An email arrived in the Gawker inbox from a reader named John H. who was deeply concerned — disturbed, even — by what's become of Axl Rose, the puzzling and frustrating lead singer of Guns N' Roses, the band most Americans between 30 and 45 still consider rock's greatest tragedy due to their unwillingness to reunite properly. John, thankfully, appears to have been less than engaged with G N 'R's many trials and transmutations after the Use Your Illusion albums (circa 1991), so he's in the darkest corner of a darkened room when it comes to W. Axl Rose:

What ever happened to Axl Rose ... I was such a huge fan of him for some reason in the 90's I guess because he put so much into his music and singing.

I guess karma is a bitch.. because on Saturday October 20 he gave this performance live at the Bridge School.... (The benefactor of Neil Young's annual benefit concerts. The school helps physically challenged children overcome their impairments via the use of technology. )

This performance left me speechless and realizing why he no longer performs.. ( or does and people just don't go LOL... )

Sad... sad sad.... I guess the next stop for AXL is the 2 am infomercial circuit .. music of the 90s collections... ugggg that is if he can stay standing long enough

So, yeah, John's obviously not been a subscriber to any major rock magazines for quite some time and appears to have missed the whole Chinese Democracy saga (which is going to be five years old very soon, for Christ's sake) but instead of using this post to engage in another lamentation about prodigal Axl Rose and all he's done to purge our vivid memories of the dirty LA rock godliness we've ascribed to his role in America's greatest living-dead rock band let me say that, John, man, you know, this Guns N' Roses performance was not that bad. Because, John, you see, the Axl performing in that clip above with [insert nasty insult about plastic surgery joke] and [insert nasty insult about weight bloat] appears to be trying to entertain people, still, as he earnestly yigggyyigggyiggy-yows and cat mewls his way through those songs that people remember the most even though you know damn well that Axl's got some new material that he believes is 100 times more extraordinary than anything found on Appetite for Destruction. Maybe next time Axl will shock the world and rock the devils loose from those who still care, but on this night Paradise City Will Be Welcomed to the Jungle, Oh, Sweet Child of Patience. Acoustically, of course, and with a weird hillbilly washboard stomp sometimes, but I'd like to imagine most of those in attendance were happy he showed up to play the hits for 30 minutes if only to remind everyone that those songs are still great but they will never, ever be performed with the same coked-up desperate anger as those beautiful Sunset Strip kid junkies used to do it almost 30 years ago. So, John, if you're looking for the best rendition of Sweet Child O' Mine closer to this decade I recommend this one, done for comedic effect in the movie Stepbrothers. That's where we are.
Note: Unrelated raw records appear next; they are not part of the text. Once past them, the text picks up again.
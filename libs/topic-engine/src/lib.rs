pub mod collate;
pub mod error;

use std::sync::Arc;

use topic_api::{SortKey, Topic, TopicQuery, TopicSource};

pub use collate::compare_names;
pub use error::CatalogError;

// ═══════════════════════════════════════════════════════════════
//  TopicCatalog
// ═══════════════════════════════════════════════════════════════

/// Read-only view over a `TopicSource`.
///
/// Nothing is cached: every `query` loads the collection again, so
/// changes to the backing data show up on the next request.
pub struct TopicCatalog {
    source: Arc<dyn TopicSource>,
}

impl TopicCatalog {
    pub fn new(source: Arc<dyn TopicSource>) -> Self {
        Self { source }
    }

    /// Load the collection, then filter and sort it per `query`.
    pub async fn query(&self, query: &TopicQuery) -> Result<Vec<Topic>, CatalogError> {
        let topics = self.source.load().await.map_err(|error| CatalogError::Source {
            source_name: self.source.describe(),
            error,
        })?;
        let loaded = topics.len();

        let topics = apply(topics, query);
        tracing::debug!(
            loaded,
            returned = topics.len(),
            search = ?query.search.as_ref().map(|s| s.as_str()),
            sort = ?query.sort,
            "topics query"
        );
        Ok(topics)
    }
}

/// Filter then sort an already loaded collection.
///
/// Source order is kept unless a sort is requested; the sort is stable,
/// so topics with equal names stay in source order.
pub fn apply(mut topics: Vec<Topic>, query: &TopicQuery) -> Vec<Topic> {
    if let Some(term) = &query.search {
        topics.retain(|t| term.matches(t.name()));
    }

    if let Some(SortKey::Name) = query.sort {
        topics.sort_by(|a, b| compare_names(a.name(), b.name()));
    }

    topics
}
Anyway: it sucks, John, it does but, dude, Axl is 50 and that skinny boy from Indiana can no longer be summoned to slinky-snake across the stage because hip dysplasia is real and so is the hurt you feel when those fans in the front row sometimes stifle laughter if you move too much on stage. Honestly, just read John Jeremiah Sullivan's magnanimous slinky-snake tribute and some, maybe all, of your questions about Axl's whereabouts will be answered. But whatever you do don't buy Chinese Democracy to rid yourself of your sadness and confusion about Axl Rose. Unless, of course, you interpret it as "Axl! The Musical: A Rock Opera That Begins Just After He Jumped Off the Aircraft Carrier in the Estranged Video Up Until the Time he Met Moby" because that's my addled conclusion after several close listens to it during long car rides. Yours may be different than mine, sure, but it's better to just ignore it altogether and trick yourself into thinking the real Chinese Democracy is being held hostage by a jilted record executive until Axl has a cordial 20-second phone conversation with Slash to begin plans for an extravagant tour so they can all make gazillions of dollars and finally put that bitch to bed without regret. If anything, they should do it for Steven Adler who would probably go a gazillion dollars into debt and endure several more strokes to reanimate his Guns N' Roses life for one more night but dreams like that don't come true for guys like Steven Adler.

John, let's end this soon but I want you to revisit those Bridge School performances again and close your eyes and your ears or else you'll continue to be concerned for Axl's station in life because you feel karma has cursed him with irrelevance. But life isn't that magical, John, and rock stars — especially the ones who appear the most impervious to tarnish — tend to grow old faster than we do. Sometimes it's best we just let that happen and accept the fact that it won't matter if Axl is singing alongside guitar players wearing top hats or chicken buckets on their heads, he's still just a ghost like the rest of us.